Exercise description ::
Each line of the listing where "push" appears should be reported.

Data shown ::
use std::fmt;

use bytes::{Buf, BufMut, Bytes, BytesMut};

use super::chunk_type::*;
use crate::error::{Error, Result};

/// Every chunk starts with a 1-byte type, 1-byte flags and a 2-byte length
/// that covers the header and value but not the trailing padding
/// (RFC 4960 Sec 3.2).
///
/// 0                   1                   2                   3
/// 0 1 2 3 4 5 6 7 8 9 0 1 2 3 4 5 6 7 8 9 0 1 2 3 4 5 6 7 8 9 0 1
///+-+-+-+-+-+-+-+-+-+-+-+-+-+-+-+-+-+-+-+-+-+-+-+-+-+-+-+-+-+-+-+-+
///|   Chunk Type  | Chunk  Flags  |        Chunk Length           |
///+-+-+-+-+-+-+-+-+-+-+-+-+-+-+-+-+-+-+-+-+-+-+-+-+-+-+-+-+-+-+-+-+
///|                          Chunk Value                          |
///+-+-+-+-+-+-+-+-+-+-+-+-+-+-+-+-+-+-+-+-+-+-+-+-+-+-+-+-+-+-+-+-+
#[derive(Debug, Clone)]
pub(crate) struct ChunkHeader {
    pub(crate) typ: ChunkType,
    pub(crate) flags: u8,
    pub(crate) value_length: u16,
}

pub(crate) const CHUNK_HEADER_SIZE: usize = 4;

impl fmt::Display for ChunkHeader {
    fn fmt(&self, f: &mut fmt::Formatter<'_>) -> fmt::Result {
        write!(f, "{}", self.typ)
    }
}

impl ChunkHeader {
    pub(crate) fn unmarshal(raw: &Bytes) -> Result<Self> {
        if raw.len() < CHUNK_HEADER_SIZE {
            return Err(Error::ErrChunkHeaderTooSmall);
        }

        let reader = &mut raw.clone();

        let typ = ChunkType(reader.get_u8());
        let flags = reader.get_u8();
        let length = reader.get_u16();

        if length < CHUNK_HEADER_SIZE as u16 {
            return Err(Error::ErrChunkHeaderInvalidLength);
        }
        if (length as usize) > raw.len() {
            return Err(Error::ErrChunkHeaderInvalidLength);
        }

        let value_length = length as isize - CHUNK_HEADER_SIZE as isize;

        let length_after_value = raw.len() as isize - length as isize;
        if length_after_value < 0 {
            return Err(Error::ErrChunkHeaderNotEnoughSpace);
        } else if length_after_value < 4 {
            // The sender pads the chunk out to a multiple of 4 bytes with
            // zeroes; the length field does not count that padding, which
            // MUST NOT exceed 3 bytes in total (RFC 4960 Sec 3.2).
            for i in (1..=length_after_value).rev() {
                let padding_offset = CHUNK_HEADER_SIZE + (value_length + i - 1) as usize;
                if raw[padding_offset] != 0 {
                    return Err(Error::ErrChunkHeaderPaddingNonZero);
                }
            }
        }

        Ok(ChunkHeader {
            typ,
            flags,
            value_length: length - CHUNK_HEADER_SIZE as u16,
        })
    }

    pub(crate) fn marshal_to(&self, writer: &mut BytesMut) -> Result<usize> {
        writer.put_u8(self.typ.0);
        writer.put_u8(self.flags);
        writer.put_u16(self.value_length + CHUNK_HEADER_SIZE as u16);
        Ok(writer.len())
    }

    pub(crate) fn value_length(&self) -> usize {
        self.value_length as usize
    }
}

...

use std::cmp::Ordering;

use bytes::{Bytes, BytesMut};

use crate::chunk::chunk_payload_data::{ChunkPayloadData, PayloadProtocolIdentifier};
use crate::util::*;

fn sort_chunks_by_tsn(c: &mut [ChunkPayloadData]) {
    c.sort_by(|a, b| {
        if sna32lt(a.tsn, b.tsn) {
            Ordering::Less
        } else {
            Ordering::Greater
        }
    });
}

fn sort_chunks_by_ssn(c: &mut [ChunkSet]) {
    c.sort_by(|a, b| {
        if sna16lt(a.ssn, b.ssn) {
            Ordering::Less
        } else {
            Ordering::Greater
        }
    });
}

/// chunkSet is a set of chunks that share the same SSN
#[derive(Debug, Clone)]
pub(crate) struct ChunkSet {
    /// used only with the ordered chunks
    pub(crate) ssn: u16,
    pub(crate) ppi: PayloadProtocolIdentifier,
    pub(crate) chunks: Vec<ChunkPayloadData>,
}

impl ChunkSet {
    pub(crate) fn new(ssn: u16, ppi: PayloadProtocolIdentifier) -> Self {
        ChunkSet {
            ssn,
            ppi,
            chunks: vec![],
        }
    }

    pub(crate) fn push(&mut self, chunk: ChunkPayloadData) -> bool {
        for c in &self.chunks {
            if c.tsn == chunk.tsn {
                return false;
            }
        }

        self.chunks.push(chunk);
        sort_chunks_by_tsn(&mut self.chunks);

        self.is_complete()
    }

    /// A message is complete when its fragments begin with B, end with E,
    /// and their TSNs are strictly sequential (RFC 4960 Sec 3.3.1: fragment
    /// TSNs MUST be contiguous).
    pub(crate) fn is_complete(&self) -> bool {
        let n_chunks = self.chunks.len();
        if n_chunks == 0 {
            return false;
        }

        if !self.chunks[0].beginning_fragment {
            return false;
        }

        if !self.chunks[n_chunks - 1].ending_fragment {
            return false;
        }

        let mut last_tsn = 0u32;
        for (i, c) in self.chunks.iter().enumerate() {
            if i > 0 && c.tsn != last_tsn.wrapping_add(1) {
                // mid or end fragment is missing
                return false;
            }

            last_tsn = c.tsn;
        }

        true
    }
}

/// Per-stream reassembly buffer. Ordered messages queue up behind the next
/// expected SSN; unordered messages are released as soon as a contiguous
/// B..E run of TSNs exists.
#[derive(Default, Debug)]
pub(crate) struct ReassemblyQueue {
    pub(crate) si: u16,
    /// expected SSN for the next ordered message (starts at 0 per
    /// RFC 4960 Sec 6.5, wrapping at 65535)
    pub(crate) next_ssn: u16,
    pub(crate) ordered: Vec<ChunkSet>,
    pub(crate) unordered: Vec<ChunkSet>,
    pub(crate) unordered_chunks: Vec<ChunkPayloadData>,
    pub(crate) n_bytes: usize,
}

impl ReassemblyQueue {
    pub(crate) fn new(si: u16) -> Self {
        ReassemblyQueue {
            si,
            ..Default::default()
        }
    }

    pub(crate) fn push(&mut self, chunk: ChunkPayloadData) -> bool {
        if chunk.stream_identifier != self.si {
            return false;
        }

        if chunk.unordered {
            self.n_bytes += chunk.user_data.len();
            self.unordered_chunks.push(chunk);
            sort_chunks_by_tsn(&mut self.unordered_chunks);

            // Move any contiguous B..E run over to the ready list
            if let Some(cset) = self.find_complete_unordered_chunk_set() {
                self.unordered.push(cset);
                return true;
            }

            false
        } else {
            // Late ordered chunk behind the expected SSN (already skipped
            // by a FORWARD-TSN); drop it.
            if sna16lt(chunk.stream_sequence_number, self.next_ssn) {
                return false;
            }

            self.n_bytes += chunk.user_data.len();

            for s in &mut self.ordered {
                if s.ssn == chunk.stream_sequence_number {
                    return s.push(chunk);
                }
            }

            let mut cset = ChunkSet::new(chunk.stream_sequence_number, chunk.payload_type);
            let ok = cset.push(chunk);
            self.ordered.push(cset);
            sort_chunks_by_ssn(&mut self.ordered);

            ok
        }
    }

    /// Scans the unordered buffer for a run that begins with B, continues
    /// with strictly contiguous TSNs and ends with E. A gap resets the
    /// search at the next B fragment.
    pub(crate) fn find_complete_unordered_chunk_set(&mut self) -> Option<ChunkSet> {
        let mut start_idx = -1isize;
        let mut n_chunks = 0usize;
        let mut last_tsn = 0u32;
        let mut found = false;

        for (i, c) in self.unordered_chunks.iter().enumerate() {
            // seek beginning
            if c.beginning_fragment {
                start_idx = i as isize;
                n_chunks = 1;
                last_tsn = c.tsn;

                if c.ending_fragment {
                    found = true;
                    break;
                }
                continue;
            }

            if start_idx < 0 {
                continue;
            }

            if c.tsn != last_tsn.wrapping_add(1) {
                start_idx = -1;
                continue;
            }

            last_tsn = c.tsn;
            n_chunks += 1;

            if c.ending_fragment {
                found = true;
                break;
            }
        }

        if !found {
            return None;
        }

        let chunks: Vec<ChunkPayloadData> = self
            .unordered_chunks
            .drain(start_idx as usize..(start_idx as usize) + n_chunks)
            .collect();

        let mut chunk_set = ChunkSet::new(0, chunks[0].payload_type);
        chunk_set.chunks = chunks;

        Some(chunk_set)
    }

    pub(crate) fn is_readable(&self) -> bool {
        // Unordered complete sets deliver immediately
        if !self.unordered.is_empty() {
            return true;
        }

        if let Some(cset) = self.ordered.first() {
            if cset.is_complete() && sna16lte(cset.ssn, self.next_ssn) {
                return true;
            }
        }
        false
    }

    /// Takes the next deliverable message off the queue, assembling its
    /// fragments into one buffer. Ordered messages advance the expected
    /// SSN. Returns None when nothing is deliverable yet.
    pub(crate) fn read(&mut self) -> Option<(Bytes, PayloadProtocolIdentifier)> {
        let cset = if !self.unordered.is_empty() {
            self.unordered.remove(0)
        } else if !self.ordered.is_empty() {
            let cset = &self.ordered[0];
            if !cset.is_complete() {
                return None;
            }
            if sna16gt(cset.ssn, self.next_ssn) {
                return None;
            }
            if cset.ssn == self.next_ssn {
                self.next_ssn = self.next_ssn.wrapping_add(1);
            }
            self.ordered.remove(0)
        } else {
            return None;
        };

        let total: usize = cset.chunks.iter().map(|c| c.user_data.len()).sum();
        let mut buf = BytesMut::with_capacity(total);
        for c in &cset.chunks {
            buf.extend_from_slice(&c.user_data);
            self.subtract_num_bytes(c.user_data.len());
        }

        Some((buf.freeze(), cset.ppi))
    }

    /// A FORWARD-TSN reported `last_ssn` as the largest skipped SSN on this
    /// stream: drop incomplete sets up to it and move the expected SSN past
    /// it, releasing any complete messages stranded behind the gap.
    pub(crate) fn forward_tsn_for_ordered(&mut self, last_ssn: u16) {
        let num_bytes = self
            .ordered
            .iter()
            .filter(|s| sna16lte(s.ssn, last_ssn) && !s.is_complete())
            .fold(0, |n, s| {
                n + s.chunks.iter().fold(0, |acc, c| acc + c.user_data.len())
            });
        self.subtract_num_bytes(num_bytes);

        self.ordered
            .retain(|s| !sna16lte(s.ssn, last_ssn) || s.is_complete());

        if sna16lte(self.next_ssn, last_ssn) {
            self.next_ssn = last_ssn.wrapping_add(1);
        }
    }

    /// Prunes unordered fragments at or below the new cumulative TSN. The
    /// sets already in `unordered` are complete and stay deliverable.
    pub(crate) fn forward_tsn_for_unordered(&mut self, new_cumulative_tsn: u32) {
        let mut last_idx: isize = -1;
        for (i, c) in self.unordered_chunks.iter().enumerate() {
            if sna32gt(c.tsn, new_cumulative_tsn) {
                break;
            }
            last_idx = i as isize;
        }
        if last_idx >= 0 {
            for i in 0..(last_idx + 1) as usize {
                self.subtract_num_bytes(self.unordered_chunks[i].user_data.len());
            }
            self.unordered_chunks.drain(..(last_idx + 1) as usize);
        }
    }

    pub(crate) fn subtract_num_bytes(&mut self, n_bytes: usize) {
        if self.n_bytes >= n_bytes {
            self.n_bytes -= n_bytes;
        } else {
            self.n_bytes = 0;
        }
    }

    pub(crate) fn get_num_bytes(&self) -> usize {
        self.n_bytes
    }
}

--

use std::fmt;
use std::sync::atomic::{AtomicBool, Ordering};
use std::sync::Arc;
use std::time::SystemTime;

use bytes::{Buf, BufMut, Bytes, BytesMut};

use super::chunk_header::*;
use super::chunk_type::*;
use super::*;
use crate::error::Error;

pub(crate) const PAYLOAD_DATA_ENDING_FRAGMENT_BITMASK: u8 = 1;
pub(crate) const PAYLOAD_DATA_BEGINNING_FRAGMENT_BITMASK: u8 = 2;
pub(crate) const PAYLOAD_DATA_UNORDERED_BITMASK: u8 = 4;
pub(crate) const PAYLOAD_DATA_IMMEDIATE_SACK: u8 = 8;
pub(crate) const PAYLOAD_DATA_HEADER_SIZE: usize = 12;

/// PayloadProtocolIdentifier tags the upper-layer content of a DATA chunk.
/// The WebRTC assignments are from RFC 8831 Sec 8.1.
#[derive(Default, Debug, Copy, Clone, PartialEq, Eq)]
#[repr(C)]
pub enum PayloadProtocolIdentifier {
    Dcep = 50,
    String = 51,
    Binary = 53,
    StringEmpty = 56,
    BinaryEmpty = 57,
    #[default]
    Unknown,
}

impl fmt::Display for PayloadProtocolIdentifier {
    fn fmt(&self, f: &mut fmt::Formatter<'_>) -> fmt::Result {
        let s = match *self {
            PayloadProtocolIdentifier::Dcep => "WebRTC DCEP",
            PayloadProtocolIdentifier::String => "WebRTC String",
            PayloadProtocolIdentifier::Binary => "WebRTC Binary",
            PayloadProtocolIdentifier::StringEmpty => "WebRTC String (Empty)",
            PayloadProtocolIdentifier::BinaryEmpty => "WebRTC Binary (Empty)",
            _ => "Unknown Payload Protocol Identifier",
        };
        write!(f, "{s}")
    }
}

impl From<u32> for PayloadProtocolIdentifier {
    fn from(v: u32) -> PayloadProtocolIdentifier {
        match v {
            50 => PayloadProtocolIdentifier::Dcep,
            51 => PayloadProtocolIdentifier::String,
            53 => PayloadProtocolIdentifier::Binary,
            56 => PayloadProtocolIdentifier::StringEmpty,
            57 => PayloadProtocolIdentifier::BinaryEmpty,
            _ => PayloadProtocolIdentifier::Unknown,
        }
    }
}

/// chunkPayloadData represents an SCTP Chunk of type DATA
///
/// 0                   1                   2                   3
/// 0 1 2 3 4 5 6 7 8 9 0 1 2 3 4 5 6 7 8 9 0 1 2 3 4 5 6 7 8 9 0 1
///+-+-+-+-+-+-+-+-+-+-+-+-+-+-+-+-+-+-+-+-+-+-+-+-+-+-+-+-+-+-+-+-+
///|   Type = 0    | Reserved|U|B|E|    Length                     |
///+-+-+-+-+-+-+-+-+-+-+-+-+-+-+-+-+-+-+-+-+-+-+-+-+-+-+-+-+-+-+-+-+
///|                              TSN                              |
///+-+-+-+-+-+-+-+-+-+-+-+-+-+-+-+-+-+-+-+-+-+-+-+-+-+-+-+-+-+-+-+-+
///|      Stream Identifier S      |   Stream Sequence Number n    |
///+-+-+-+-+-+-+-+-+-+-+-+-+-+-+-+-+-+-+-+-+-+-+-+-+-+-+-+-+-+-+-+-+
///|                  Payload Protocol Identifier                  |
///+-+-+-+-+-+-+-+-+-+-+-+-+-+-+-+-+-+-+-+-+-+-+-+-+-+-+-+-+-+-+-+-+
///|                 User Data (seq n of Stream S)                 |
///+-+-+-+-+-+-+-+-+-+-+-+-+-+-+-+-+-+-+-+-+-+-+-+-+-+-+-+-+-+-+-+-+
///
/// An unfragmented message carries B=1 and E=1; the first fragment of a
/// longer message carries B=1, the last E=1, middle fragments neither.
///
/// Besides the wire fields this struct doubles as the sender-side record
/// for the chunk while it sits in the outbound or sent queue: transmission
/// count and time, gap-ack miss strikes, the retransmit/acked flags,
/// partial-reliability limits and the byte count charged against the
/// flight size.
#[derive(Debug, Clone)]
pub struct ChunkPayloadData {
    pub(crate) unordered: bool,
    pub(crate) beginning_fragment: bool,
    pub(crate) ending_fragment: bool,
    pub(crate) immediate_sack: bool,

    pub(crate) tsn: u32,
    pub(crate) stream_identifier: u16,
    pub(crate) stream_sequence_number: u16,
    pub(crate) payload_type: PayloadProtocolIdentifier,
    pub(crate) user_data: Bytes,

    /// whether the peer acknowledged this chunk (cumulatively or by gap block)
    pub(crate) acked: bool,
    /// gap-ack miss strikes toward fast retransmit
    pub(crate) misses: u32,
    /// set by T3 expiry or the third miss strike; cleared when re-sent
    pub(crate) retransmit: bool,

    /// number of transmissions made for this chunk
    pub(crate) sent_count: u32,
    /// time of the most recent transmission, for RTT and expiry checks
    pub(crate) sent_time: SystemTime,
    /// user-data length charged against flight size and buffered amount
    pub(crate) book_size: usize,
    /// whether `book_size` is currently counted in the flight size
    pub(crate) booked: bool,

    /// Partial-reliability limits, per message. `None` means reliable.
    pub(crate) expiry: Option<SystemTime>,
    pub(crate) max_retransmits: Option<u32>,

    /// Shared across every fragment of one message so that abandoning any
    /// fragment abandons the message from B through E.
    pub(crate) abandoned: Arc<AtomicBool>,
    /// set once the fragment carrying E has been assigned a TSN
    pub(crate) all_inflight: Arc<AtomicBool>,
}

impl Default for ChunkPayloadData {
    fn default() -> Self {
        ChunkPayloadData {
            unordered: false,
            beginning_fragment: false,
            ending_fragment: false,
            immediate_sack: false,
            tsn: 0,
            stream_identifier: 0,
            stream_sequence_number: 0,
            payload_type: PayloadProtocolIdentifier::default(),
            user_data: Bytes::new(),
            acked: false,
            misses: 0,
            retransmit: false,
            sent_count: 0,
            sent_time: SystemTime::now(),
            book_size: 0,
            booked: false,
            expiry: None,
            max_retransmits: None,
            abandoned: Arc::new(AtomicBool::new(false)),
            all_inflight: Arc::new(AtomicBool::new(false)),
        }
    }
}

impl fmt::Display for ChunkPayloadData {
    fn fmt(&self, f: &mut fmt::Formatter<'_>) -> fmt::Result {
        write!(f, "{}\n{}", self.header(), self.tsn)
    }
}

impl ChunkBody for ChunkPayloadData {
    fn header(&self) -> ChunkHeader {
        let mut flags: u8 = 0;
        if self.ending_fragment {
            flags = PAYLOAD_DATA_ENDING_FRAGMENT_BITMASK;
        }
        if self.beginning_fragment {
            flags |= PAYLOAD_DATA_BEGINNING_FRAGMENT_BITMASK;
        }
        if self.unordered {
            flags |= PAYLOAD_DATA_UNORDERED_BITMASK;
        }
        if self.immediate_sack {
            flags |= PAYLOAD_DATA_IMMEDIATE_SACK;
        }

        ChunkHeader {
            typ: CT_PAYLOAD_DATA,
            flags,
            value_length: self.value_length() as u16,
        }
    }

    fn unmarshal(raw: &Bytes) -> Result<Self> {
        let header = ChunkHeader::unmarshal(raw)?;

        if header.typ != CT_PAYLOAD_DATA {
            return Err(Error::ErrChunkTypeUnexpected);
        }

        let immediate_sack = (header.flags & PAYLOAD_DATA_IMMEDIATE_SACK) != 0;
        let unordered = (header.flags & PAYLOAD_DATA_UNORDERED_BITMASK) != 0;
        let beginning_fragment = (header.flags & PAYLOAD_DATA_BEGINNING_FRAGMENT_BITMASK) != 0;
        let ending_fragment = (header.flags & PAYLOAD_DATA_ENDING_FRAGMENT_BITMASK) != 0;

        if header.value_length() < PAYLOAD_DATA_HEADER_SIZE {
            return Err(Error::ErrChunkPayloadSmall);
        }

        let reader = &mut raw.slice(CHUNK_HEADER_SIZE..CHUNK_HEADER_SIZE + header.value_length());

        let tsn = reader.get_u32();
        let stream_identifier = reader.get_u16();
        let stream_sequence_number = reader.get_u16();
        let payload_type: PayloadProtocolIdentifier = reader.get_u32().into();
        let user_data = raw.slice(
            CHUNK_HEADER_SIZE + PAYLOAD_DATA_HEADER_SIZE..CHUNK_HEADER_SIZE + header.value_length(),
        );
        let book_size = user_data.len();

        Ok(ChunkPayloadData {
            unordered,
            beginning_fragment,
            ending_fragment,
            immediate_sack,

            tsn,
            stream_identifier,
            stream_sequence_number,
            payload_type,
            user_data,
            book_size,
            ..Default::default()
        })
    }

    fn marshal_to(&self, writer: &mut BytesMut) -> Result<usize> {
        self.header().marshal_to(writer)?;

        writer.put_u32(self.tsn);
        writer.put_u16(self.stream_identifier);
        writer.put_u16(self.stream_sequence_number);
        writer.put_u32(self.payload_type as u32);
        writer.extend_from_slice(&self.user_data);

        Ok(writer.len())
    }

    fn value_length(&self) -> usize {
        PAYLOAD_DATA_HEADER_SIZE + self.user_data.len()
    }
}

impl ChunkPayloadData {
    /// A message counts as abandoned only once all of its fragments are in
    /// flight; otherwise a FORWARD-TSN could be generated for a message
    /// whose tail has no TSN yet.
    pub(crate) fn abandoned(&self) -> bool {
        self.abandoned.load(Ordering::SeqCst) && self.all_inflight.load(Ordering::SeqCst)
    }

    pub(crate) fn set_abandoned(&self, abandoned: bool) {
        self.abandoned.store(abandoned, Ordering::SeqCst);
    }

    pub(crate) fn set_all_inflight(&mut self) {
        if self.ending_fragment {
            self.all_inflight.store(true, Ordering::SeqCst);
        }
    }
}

Output for this task ::
    pub(crate) fn push(&mut self, chunk: ChunkPayloadData) -> bool {
        self.chunks.push(chunk);
    pub(crate) fn push(&mut self, chunk: ChunkPayloadData) -> bool {
            self.unordered_chunks.push(chunk);
                self.unordered.push(cset);
                    return s.push(chunk);
            let ok = cset.push(chunk);
            self.ordered.push(cset);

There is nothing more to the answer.